== RECORDS FOR PROCESSING ==

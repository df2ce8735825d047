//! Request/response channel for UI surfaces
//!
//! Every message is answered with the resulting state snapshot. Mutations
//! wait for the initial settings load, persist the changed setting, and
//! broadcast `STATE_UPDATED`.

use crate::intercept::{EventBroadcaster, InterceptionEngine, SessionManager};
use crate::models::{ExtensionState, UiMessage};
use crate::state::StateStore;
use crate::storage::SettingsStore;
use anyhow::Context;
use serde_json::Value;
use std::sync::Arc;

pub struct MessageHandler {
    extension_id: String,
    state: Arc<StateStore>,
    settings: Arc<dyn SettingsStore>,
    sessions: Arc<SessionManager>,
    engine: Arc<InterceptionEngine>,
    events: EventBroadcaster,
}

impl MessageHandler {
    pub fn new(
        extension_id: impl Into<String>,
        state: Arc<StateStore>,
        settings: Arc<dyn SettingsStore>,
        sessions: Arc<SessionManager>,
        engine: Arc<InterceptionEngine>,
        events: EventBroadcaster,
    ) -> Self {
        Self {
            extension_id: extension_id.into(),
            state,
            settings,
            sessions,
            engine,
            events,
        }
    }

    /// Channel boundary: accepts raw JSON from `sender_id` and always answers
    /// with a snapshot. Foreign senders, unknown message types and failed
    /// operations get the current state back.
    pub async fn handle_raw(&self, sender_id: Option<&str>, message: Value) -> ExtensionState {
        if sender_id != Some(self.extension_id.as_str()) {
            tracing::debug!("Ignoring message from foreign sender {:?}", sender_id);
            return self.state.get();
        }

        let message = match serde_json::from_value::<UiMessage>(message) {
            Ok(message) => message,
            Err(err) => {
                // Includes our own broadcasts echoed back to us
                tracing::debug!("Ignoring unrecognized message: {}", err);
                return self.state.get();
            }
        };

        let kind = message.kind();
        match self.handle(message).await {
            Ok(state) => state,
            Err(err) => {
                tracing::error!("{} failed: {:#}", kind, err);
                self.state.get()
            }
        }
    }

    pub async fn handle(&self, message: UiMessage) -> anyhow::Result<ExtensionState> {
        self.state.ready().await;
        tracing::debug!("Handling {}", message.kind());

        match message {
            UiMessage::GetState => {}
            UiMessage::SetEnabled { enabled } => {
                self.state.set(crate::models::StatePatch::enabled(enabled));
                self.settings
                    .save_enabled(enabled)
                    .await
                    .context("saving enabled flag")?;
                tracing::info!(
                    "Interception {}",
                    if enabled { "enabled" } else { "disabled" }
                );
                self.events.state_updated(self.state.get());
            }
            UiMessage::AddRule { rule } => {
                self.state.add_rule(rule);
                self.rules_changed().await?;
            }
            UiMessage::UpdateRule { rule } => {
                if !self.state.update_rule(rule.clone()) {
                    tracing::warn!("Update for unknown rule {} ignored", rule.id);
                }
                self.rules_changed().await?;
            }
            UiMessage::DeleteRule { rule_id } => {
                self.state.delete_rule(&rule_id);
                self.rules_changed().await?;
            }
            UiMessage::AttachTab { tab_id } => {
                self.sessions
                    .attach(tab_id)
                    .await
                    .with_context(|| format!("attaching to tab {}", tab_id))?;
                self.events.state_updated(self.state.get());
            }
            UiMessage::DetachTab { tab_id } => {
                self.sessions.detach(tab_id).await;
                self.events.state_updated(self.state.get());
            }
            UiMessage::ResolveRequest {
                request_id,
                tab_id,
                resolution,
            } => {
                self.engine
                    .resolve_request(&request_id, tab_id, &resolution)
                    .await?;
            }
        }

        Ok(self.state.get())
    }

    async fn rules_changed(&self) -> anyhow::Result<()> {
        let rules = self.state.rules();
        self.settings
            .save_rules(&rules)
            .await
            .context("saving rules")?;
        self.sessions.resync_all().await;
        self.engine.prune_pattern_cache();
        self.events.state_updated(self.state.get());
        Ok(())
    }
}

===
== RECORDS FOR PROCESSING ==

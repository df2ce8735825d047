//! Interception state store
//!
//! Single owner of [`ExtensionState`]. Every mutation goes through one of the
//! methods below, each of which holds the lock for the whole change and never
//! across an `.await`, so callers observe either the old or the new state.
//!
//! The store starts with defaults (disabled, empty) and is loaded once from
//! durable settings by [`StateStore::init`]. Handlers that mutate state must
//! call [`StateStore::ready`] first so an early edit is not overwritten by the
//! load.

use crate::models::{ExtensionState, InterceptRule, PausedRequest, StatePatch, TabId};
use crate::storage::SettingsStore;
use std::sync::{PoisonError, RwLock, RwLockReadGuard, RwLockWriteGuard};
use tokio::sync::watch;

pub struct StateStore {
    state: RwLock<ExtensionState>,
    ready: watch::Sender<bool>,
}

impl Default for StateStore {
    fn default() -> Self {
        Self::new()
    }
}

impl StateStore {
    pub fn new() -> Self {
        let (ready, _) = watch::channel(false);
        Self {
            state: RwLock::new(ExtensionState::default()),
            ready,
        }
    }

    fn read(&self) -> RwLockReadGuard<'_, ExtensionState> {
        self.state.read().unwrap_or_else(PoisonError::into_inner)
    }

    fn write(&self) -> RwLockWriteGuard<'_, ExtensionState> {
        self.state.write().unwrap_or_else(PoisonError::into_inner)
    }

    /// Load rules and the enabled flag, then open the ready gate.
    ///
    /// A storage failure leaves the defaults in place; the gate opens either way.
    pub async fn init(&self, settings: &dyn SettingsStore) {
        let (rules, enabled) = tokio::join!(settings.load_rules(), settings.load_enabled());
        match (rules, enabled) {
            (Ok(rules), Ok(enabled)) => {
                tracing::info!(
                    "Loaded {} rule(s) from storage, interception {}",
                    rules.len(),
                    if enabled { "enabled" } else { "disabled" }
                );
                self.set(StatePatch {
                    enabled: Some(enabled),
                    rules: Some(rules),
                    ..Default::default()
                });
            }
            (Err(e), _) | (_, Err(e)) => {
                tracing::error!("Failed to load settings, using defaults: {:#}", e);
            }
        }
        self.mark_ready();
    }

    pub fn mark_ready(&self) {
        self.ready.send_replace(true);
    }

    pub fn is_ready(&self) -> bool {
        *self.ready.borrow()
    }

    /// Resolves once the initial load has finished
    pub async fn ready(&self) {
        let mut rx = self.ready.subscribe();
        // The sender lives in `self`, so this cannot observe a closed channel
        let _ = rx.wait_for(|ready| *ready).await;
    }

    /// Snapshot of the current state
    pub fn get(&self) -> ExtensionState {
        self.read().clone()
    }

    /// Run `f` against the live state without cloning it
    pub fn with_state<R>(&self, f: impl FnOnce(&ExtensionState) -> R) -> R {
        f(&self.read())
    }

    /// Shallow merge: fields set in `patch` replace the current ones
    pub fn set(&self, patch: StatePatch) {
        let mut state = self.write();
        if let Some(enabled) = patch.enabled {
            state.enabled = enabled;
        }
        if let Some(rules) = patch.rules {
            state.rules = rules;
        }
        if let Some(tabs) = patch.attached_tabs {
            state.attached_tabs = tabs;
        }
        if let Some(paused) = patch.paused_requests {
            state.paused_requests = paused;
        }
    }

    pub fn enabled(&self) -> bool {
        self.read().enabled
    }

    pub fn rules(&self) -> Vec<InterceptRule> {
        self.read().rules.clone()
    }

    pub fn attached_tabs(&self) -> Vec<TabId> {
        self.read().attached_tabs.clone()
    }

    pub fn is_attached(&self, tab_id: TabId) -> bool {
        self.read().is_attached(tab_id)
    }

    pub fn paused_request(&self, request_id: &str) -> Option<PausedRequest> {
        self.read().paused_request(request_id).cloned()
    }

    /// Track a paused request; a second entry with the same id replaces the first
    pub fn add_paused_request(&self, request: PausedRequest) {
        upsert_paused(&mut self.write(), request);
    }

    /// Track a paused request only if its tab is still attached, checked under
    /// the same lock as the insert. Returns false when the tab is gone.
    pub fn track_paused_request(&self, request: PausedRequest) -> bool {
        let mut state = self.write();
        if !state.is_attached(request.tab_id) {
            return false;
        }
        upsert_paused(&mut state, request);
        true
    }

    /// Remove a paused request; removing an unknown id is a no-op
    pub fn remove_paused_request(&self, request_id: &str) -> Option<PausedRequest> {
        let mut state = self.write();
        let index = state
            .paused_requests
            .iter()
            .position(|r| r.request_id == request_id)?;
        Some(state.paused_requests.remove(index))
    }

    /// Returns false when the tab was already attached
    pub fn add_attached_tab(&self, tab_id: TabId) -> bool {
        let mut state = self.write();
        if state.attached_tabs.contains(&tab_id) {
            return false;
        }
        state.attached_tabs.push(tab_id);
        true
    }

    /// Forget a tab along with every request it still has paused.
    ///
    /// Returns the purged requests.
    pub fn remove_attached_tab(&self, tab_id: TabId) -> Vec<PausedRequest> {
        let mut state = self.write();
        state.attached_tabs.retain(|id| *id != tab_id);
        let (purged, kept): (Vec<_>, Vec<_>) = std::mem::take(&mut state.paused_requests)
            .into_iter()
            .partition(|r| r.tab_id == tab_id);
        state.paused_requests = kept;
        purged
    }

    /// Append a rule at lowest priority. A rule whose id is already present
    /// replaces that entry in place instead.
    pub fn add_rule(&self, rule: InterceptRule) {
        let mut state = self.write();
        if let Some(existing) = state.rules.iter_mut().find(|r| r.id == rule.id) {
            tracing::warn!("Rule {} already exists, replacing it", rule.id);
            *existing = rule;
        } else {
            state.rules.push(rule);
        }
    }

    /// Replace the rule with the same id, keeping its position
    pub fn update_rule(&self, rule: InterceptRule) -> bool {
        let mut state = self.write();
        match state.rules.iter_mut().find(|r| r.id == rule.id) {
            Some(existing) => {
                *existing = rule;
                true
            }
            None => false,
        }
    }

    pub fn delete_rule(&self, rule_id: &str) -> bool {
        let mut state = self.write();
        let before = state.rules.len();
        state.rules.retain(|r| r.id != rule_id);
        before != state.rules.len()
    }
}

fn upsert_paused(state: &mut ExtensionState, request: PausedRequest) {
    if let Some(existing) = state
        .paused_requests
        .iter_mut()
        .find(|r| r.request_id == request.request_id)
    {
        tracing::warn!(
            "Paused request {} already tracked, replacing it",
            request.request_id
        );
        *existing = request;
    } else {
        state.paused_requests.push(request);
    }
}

===

GOAL OF THE EXERCISE: Would you print exactly, and only, the lines of the data above from the line with "for unknown rule" through the line with "self.state.delete_rule(&rule_id);", inclusive?

RESULT OF THE EXERCISE:
                    tracing::warn!("Update for unknown rule {} ignored", rule.id);
                }
                self.rules_changed().await?;
            }
            UiMessage::DeleteRule { rule_id } => {
                self.state.delete_rule(&rule_id);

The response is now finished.